Just names. Dates. Theories.
No soul.
What about the practical side of things?
What about life itself?
How do we apply all that so-called wisdom to our everyday human existence?
That’s what I’ve realised now…at 50+
(WTF! How can I be this old? I swear I was sitting in a classroom a couple of days ago!)
And I’ve come to this simple truth:
Philosophy, as a lived and integrated part of life, is essential.
It’s not optional.
It’s the missing piece.
It’s the antidote to this mad world and sick society we live in.
Do I really (like really) need to talk about the levels of depression, anxiety, a gazillion made-up diagnoses, unhappiness, addictions...you name it?
I don’t think I need to.
If you have eyes, you can see.
Even if you're not fully aware, you can feel it.
You sense it.
You perceive it.
Maybe not consciously. But it’s there.
And here’s the thing:
Most people don’t even have a philosophy of life.
They’ve never even thought about it.
Some don’t even know what the word philosophy means, let alone how to use it.
They wake up, scroll, eat, work, numb, sleep. Repeat.
Reacting to life instead of responding to it.
Floating, surviving, avoiding.
No compass. No clarity. No centre.
And that’s exactly why we’re so lost.
We live in a time with more access to information than ever before, and yet, very few people stop to ask the deeper questions:
What do I believe about life?
Why am I here?
What is my responsibility as a human being?
What actually matters to me?
What do I actually feel for this person?
These are not luxury questions for philosophers in ivory towers.
They are essential for anyone who wants to live with intention, with depth, with meaning.
Philosophy isn’t a subject. It’s a tool. A lens. A way of being.
And if you don’t choose your philosophy...someone else will choose it for you.
Usually a marketer. Or a cult. Or your parents. Or the algorithm.
So yes, having a philosophy of life isn’t optional.
It’s urgent.
It’s personal.
And it’s the only real way out of the mess we’re in.
What’s my Philosophy?
I believe in truth over comfort (like leaving a marriage that looked fine on the outside but felt dead on the inside).

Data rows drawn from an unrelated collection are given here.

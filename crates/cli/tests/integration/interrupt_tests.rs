//! Interruption mid-build.

#![cfg(unix)]

use std::process::{Command, Stdio};
use std::time::{Duration, Instant};

use super::common::TestEnv;

/// SIGINT during the build must still run after-hooks, remove a freshly
/// created prefix and terminate with the conventional interrupted status.
#[test]
fn interruption_runs_after_hooks_cleans_up_and_exits_130() {
  let env = TestEnv::new();
  let log = env.log_path();

  // A build engine that announces itself and then blocks.
  env.write_stub(
    "verso-build",
    &format!("echo build-started >> {:?}\nsleep 30", log.to_str().unwrap()),
  );

  let hooks = env.root_path().join("hooks");
  std::fs::create_dir_all(&hooks).unwrap();
  std::fs::write(
    hooks.join("after.lua"),
    format!(
      "verso.register_after(function(ctx) local f = assert(io.open({:?}, 'a')); f:write('after-hook\\n'); f:close() end)",
      log.to_str().unwrap()
    ),
  )
  .unwrap();

  let mut child = Command::new(env!("CARGO_BIN_EXE_verso"))
    .arg("3.2.2")
    .env("VERSO_ROOT", env.root_path())
    .env("PATH", env.stub_path())
    .env_remove("VERSO_HOOK_PATH")
    .env_remove("VERSO_BUILD_ROOT")
    .env_remove("VERSO_BUILD_CACHE_PATH")
    .env_remove("RUST_LOG")
    .stdin(Stdio::null())
    .spawn()
    .unwrap();

  // Wait for the engine to be running, then interrupt the orchestrator.
  let deadline = Instant::now() + Duration::from_secs(10);
  while !env.read_log().contains("build-started") {
    assert!(Instant::now() < deadline, "build stub never started");
    std::thread::sleep(Duration::from_millis(20));
  }
  std::thread::sleep(Duration::from_millis(100));

  let killed = Command::new("kill").args(["-INT", &child.id().to_string()]).status().unwrap();
  assert!(killed.success());

  let status = child.wait().unwrap();
  assert_eq!(status.code(), Some(130));

  let log = env.read_log();
  assert!(log.contains("after-hook"), "after hooks must run on interruption: {log}");
  assert!(!env.prefix("3.2.2").exists(), "interrupted install must not leave a new prefix");
}
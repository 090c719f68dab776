//! Filesystem layout and environment inputs.
//!
//! All environment lookups the orchestrator depends on are centralized here:
//! the root directory, the versioned install tree beneath it, the download
//! cache, and the ordered hook search path.

use std::env;
use std::path::{Path, PathBuf};

use crate::consts::{APP_NAME, ENV_HOOK_PATH, ENV_ROOT};

/// Returns the user's home directory
#[cfg(windows)]
fn home_dir() -> PathBuf {
  let userprofile = env::var("USERPROFILE").expect("USERPROFILE not set");
  PathBuf::from(userprofile)
}

/// Returns the user's home directory
#[cfg(not(windows))]
fn home_dir() -> PathBuf {
  let home = env::var("HOME").expect("HOME not set");
  PathBuf::from(home)
}

/// The verso directory layout, rooted at `$VERSO_ROOT` (default `~/.verso`).
#[derive(Debug, Clone)]
pub struct VersoPaths {
  root: PathBuf,
}

impl VersoPaths {
  /// Resolve the layout from the environment.
  pub fn from_env() -> Self {
    let root = env::var_os(ENV_ROOT)
      .map(PathBuf::from)
      .unwrap_or_else(|| home_dir().join(format!(".{APP_NAME}")));
    Self { root }
  }

  /// Create a layout rooted at an explicit directory.
  pub fn with_root(root: impl Into<PathBuf>) -> Self {
    Self { root: root.into() }
  }

  pub fn root(&self) -> &Path {
    &self.root
  }

  /// Directory holding one subdirectory per installed version.
  pub fn versions_dir(&self) -> PathBuf {
    self.root.join("versions")
  }

  /// Install prefix for a version name. The mapping is pure: one name, one
  /// prefix.
  pub fn prefix(&self, version_name: &str) -> PathBuf {
    self.versions_dir().join(version_name)
  }

  /// Conventional download cache directory under the root.
  pub fn cache_dir(&self) -> PathBuf {
    self.root.join("cache")
  }

  /// Ordered hook directories: `$VERSO_HOOK_PATH` entries in list order,
  /// falling back to `$VERSO_ROOT/hooks`.
  pub fn hook_dirs(&self) -> Vec<PathBuf> {
    match env::var_os(ENV_HOOK_PATH) {
      Some(raw) => env::split_paths(&raw).filter(|p| !p.as_os_str().is_empty()).collect(),
      None => vec![self.root.join("hooks")],
    }
  }
}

I believe in authenticity, whether it’s how I parent, how I love, or how I show up in my work online (new post on this coming soon).
I believe in wisdom over qualifications.
Nothing wrong with degrees or titles, but they’re not the whole story.
I’m not here to collect credentials or speak in theories.
I want to live (or have lived) what I talk about - intimacy, healing, sexuality - not just understand it in my head.
I want to feel it in my body, in my relationships, in my silences.
That’s where the real learning happens.
I want truth I’ve earned, not truth I’ve memorised.
I believe life is meant to be lived consciously, even when it’s messy (like ending relationships that drain my soul, even when it breaks my heart).
I believe love should come from the soul, not from a Disney storyline.
I believe philosophy isn’t something you study - it’s something you live.
It shows up in the way you listen.
In the way you speak to someone with presence.
In the way you set a boundary without guilt.
In the way you let yourself cry, without shame.
Because if you don’t choose your own path, the world will hand you a script.
I’ve burned the script.
This is me now: asking better questions, living my own answers, and choosing meaning in a world gone mad.
Most people have never been asked this question. They’ve never been taught to think this way.
Are you one of them?
I am asking you now, gently - not as a test, but as an invitation:
What’s your philosophy of life?
Not the one you inherited. Not the one you perform.
But the one that actually feels true in your bones.
What do you live for? What guides your choices when no one’s watching?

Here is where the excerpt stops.